Lorsque le juge français est saisi et se déclare compétent : en fonction de la particularité de la situation des époux, la loi applicable au divorce peut varier.

Hormis les mesures provisoires que prend le juge aux affaires familiales qui sont toujours celles prévues par la loi française, le juge français va déterminer la loi applicable au divorce au moyen des instruments suivants :

Trois conventions bilatérales lient la France : la convention franco-polonaise du 5 avril 1967, la convention franco-yougoslave du 18 mai 1971 (applicable uniquement entre la France et le Monténégro, la Bosnie-Herzégovine et la Slovénie), et la convention franco-marocaine du 10 août 1981. Cette dernière convention soumet la dissolution du mariage à la loi nationale commune des époux, ou à défaut, la loi de leur domicile commun ou de leur dernière résidence commune.
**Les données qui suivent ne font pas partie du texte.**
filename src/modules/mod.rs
pub mod health;
pub mod users;
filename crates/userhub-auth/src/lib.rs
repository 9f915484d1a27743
//! # userhub Auth
//!
//! Authentication types and RS256 token utilities for the userhub API.
//!
//! This crate provides:
//!
//! - [`claims`]: The claims carried by every token and the role check
//! - [`keystore`]: Key id to RSA key resolution, loaded from PEM files
//! - [`jwt`]: The [`Authenticator`] that signs and verifies tokens
//! - [`gate`]: The owner-or-admin rule applied to single-user operations
//!
//! # Key Rotation
//!
//! Tokens carry the id of the key that signed them in the `kid` header. The
//! key store may hold public keys without a private half, so tokens signed by a
//! rotated-out key keep verifying until they expire while new tokens are
//! signed with the active key only.
//!
//! # Example
//!
//! ```ignore
//! use std::sync::Arc;
//! use userhub_auth::{Authenticator, KeyStore};
//! use userhub_config::AuthConfig;
//!
//! let config = AuthConfig::from_env()?;
//! let keys = KeyStore::from_dir(&config.keys_folder)?;
//! let auth = Authenticator::new(Arc::new(keys), &config)?;
//!
//! let claims = auth.issue_claims(user_id.to_string(), vec!["user".into()], now);
//! let token = auth.generate_token(&claims)?;
//! let verified = auth.validate_token(&token)?;
//! assert_eq!(verified, claims);
//! ```

pub mod claims;
pub mod error;
pub mod gate;
pub mod jwt;
pub mod keystore;

#[cfg(any(test, feature = "test-utils"))]
pub mod testutil;

// Re-export commonly used types at crate root
pub use claims::{Claims, roles};
pub use error::AuthError;
pub use gate::owner_or_admin;
pub use jwt::Authenticator;
pub use keystore::{KeyLookup, KeyStore};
Si la situation ne rentre pas dans le champ d’application de ces conventions, c’est le règlement (UE) n° 1259/2010 du 20 décembre 2010 dit Rome III, mettant en œuvre une coopération renforcée dans le domaine de la loi applicable au divorce et à la séparation de corps qui s’applique pour déterminer la loi applicable.

 

L’article 8 du Règlement Rome III dresse une liste de facteurs hiérarchisés de rattachement :

a) loi de la résidence habituelle des époux au moment de la saisine de la juridiction; ou, à défaut,

b) loi de la dernière résidence habituelle des époux, pour autant que cette résidence n’ait pas pris fin plus d’un an avant la saisine de la juridiction et que l’un des époux réside encore dans cet État au moment de la saisine de la juridiction; ou, à défaut,

c)  loi de la nationalité des deux époux au moment de la saisine de la juridiction; ou, à défaut,

d) loi dont la juridiction est saisie.

 

L’article 5 permet au couple de déroger à ce rattachement et de choisir la loi applicable à leur divorce parmi les lois suivantes:

a) la loi de l’État de la résidence habituelle des époux au moment de la conclusion de la convention; ou

b) la loi de l’État de la dernière résidence habituelle des époux, pour autant que l’un d’eux y réside encore au moment de la conclusion de la convention; ou

c) la loi de l’État de la nationalité de l’un des époux au moment de la conclusion de la convention; ou

d) la loi du for.

Attention : Les effets du divorce relatifs au patrimoine du couple et aux obligations alimentaires échappent en réalité à la loi du divorce et obéissent souvent à des dispositifs spéciaux.

 

Quels sont ces dispositifs ?

Les effets patrimoniaux (effets sur les biens) du divorce obéissent au droit commun pour les époux mariés avant le 1er septembre 1992, à la convention de La Haye du 14 mars 1978 pour les époux mariés entre le 1er septembre 1992 et le 29 janvier 2019 et au règlement UE 2016/1103 dit « règlement régimes matrimoniaux » applicable aux couples mariés à compter du 29 janvier 2019. Au moyen de ces instruments le juge déterminera le régime matrimonial du couple et les effets qui en découlent sur leur patrimoine.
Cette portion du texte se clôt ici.